■ **What the task asks**
Among the entries below, find each line holding "adress" and return it.

Records from a data source:
┌────────

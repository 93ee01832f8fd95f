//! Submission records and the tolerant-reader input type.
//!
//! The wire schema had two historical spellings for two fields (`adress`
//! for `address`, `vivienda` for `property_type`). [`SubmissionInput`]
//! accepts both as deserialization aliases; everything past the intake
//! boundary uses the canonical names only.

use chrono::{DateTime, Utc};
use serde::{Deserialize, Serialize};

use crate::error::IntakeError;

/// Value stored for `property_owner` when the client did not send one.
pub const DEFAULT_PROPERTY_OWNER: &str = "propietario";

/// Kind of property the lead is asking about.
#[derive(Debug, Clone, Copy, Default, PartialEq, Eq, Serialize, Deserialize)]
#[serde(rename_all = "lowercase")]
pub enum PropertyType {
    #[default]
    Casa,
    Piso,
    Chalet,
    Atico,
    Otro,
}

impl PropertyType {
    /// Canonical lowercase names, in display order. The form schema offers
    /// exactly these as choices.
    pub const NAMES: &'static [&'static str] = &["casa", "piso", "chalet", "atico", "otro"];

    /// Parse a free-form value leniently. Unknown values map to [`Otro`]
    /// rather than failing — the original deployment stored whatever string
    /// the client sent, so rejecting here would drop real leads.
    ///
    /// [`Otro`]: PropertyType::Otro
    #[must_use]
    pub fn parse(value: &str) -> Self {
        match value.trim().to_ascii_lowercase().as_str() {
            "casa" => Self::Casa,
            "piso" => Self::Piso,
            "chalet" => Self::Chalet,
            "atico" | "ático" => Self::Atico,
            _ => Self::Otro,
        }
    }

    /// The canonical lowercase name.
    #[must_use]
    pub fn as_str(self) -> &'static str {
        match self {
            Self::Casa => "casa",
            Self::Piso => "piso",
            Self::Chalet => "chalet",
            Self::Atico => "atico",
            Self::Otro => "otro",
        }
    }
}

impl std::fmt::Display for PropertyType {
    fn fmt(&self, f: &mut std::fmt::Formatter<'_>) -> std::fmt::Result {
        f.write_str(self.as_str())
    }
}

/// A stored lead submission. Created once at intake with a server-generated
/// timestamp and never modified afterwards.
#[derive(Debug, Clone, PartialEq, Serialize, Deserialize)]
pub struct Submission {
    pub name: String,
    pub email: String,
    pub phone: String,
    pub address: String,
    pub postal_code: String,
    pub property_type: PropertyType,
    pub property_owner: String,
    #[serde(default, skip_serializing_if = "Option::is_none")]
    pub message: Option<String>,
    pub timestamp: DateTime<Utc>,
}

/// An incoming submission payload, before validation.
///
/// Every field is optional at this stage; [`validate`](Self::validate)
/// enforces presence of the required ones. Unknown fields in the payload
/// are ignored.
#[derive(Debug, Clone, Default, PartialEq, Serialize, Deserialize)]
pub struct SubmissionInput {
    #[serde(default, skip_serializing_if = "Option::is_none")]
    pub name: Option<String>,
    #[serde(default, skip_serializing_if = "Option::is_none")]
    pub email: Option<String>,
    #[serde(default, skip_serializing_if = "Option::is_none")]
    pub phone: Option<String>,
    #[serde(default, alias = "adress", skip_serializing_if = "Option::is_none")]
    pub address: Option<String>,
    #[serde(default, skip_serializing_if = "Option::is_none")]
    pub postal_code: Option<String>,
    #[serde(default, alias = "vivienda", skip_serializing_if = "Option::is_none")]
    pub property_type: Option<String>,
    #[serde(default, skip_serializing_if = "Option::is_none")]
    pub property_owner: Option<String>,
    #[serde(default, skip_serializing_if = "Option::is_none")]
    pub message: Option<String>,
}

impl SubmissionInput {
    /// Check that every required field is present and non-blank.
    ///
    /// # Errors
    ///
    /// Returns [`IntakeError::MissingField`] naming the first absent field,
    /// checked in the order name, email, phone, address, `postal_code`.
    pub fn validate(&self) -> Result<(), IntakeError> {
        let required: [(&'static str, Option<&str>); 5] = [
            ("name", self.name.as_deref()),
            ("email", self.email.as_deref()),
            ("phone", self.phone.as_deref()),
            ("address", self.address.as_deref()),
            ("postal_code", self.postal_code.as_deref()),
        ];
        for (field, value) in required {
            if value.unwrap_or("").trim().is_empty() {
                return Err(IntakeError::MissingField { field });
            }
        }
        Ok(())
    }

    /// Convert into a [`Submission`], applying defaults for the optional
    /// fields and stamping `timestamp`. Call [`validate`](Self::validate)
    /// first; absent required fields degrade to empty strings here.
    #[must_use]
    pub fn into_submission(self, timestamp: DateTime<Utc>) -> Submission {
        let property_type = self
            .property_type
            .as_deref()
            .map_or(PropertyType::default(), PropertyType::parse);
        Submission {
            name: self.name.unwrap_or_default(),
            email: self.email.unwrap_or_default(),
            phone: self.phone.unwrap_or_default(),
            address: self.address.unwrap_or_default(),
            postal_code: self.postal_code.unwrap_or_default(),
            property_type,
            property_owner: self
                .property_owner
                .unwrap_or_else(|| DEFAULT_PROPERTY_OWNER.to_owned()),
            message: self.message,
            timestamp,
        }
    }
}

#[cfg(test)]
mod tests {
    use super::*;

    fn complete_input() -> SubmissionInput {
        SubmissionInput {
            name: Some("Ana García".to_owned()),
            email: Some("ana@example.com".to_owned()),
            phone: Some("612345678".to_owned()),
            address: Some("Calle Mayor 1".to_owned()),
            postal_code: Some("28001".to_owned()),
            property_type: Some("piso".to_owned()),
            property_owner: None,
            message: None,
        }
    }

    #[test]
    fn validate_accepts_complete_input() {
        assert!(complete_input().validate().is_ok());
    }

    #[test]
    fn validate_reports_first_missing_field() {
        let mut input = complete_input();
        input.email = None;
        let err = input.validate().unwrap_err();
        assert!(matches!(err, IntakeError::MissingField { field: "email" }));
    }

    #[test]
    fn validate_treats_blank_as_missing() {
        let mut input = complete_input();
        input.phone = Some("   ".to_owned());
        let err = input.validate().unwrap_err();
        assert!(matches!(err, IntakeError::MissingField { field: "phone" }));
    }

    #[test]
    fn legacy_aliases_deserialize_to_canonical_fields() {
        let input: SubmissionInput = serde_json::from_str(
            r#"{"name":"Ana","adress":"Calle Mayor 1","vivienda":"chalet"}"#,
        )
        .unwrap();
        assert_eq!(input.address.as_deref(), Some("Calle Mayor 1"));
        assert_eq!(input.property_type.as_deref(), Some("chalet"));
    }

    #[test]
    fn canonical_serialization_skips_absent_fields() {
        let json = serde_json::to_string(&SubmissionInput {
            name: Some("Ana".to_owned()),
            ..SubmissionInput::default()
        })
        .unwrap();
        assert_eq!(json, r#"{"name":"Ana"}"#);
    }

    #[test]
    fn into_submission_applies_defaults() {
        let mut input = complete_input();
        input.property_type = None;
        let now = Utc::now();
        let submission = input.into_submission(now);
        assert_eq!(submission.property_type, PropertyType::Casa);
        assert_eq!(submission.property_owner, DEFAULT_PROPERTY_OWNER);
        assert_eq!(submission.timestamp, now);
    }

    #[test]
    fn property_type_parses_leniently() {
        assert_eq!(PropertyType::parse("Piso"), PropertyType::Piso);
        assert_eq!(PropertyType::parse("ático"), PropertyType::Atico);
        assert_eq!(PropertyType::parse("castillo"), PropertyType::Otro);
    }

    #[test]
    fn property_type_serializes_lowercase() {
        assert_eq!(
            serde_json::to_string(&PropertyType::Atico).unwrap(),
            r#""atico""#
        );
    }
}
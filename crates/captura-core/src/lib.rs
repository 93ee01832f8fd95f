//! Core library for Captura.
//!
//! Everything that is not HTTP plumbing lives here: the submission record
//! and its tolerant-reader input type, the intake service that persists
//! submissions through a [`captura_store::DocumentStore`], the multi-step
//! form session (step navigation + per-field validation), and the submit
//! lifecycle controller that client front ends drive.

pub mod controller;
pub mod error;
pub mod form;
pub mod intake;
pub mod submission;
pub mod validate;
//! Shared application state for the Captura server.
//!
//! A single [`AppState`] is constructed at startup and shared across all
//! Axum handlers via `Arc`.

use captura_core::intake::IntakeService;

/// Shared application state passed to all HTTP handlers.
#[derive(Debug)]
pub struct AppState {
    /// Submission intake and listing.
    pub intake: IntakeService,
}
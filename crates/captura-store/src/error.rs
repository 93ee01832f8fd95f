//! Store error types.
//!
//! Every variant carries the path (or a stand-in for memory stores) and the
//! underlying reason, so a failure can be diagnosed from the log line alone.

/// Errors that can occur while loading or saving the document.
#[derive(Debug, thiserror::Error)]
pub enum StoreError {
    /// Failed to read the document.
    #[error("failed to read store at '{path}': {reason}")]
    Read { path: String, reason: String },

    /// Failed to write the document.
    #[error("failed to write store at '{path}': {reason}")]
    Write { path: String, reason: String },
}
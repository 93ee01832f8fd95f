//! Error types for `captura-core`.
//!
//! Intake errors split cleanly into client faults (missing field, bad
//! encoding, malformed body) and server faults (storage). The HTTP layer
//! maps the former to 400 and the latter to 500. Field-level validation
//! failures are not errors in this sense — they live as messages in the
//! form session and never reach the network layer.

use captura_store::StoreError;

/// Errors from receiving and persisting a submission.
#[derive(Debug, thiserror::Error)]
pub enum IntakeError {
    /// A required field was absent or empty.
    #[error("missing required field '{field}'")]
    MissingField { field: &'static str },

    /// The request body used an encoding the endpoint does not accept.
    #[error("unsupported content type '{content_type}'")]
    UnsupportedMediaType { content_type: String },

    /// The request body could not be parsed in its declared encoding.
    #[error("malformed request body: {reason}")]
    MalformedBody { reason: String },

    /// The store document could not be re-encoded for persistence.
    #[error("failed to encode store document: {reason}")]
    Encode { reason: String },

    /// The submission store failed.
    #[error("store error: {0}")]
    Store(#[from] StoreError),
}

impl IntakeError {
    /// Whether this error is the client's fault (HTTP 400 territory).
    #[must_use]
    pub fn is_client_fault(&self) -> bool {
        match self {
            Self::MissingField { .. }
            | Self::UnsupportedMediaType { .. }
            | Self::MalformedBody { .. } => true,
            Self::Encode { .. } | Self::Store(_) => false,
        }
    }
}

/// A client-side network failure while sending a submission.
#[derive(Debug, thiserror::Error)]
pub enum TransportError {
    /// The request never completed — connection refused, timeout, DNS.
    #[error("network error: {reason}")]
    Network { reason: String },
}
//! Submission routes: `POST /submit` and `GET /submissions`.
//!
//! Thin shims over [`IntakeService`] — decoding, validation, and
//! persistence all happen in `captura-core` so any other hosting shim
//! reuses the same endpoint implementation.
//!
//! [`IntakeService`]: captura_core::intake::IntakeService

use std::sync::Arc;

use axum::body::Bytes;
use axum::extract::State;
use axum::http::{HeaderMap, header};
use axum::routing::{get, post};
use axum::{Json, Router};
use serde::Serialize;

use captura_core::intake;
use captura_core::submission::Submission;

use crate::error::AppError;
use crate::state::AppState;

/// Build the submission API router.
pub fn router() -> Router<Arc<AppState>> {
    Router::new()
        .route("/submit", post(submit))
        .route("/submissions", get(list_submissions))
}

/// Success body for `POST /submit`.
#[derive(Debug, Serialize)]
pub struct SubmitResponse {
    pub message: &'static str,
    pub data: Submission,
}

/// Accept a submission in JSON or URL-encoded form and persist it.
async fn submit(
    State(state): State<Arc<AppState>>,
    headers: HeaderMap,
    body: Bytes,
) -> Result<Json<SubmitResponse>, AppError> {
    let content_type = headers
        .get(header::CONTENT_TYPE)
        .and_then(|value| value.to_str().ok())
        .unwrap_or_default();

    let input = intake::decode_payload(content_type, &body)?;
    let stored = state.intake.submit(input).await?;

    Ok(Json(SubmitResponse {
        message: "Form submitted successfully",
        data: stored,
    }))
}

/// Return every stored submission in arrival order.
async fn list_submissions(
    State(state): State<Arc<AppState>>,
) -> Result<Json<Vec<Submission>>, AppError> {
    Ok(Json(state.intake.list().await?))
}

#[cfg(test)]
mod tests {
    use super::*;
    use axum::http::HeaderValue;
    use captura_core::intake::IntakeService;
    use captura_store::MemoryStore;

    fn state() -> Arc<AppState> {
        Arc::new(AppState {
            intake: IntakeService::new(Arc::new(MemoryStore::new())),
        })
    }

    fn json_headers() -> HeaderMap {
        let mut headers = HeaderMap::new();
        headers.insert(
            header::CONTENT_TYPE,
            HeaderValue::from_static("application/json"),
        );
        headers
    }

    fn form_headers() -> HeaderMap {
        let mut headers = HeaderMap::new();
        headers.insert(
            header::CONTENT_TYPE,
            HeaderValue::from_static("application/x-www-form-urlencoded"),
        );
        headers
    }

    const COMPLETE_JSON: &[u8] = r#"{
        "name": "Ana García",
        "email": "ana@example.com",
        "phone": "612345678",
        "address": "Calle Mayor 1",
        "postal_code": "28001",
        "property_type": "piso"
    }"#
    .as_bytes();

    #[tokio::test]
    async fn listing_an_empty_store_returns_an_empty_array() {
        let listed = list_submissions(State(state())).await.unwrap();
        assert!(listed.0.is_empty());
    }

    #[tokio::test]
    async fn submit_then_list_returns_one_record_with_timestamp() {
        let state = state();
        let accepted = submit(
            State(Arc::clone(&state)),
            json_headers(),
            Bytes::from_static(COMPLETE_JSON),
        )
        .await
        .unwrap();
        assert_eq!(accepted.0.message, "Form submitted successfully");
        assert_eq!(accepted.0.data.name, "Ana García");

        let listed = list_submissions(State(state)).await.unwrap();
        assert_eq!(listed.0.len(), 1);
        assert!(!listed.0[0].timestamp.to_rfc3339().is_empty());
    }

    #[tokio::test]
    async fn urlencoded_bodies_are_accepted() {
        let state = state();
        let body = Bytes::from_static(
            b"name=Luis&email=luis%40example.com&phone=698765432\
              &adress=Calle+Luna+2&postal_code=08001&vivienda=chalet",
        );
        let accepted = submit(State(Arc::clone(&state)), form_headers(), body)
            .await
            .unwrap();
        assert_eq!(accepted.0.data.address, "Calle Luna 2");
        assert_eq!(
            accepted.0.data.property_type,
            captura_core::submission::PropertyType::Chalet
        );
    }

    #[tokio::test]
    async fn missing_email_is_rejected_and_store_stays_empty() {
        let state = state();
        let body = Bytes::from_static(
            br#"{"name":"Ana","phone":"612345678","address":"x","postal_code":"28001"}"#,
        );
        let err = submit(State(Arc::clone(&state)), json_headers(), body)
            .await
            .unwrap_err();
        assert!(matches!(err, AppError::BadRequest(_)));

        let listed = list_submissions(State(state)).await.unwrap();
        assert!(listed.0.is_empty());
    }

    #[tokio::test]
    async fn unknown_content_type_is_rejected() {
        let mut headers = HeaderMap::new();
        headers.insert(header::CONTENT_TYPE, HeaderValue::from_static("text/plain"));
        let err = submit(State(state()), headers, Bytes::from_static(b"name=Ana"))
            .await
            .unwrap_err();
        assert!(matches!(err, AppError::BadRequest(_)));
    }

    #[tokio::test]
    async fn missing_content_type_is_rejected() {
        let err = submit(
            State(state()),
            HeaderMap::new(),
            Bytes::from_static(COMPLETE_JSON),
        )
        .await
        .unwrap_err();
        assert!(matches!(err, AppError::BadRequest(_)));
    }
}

└────────

■ **Response box**
//! The wire schema had two historical spellings for two fields (`adress`
    #[serde(default, alias = "adress", skip_serializing_if = "Option::is_none")]
            r#"{"name":"Ana","adress":"Calle Mayor 1","vivienda":"chalet"}"#,
              &adress=Calle+Luna+2&postal_code=08001&vivienda=chalet",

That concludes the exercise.